##### Exercise inputs

use sea_orm::entity::prelude::*;

#[derive(Clone, Debug, PartialEq, Eq, DeriveEntityModel)]
#[sea_orm(table_name = "responsibility_member")]
pub struct Model {
    #[sea_orm(primary_key)]
    pub id: i32,
    pub responsibility_id: i32,
    pub user_id: String,
    pub added_at: DateTimeUtc,
}

#[derive(Copy, Clone, Debug, EnumIter, DeriveRelation)]
pub enum Relation {
    #[sea_orm(
        belongs_to = "super::responsibility::Entity",
        from = "Column::ResponsibilityId",
        to = "super::responsibility::Column::Id",
        on_update = "Cascade",
        on_delete = "Cascade"
    )]
    Responsibility,
}

impl Related<super::responsibility::Entity> for Entity {
    fn to() -> RelationDef {
        Relation::Responsibility.def()
    }
}

impl ActiveModelBehavior for ActiveModel {}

##########

_What to produce_:
Please say how many lines in the records contain the word "Cascade", and give only that number.

_Written response_:
2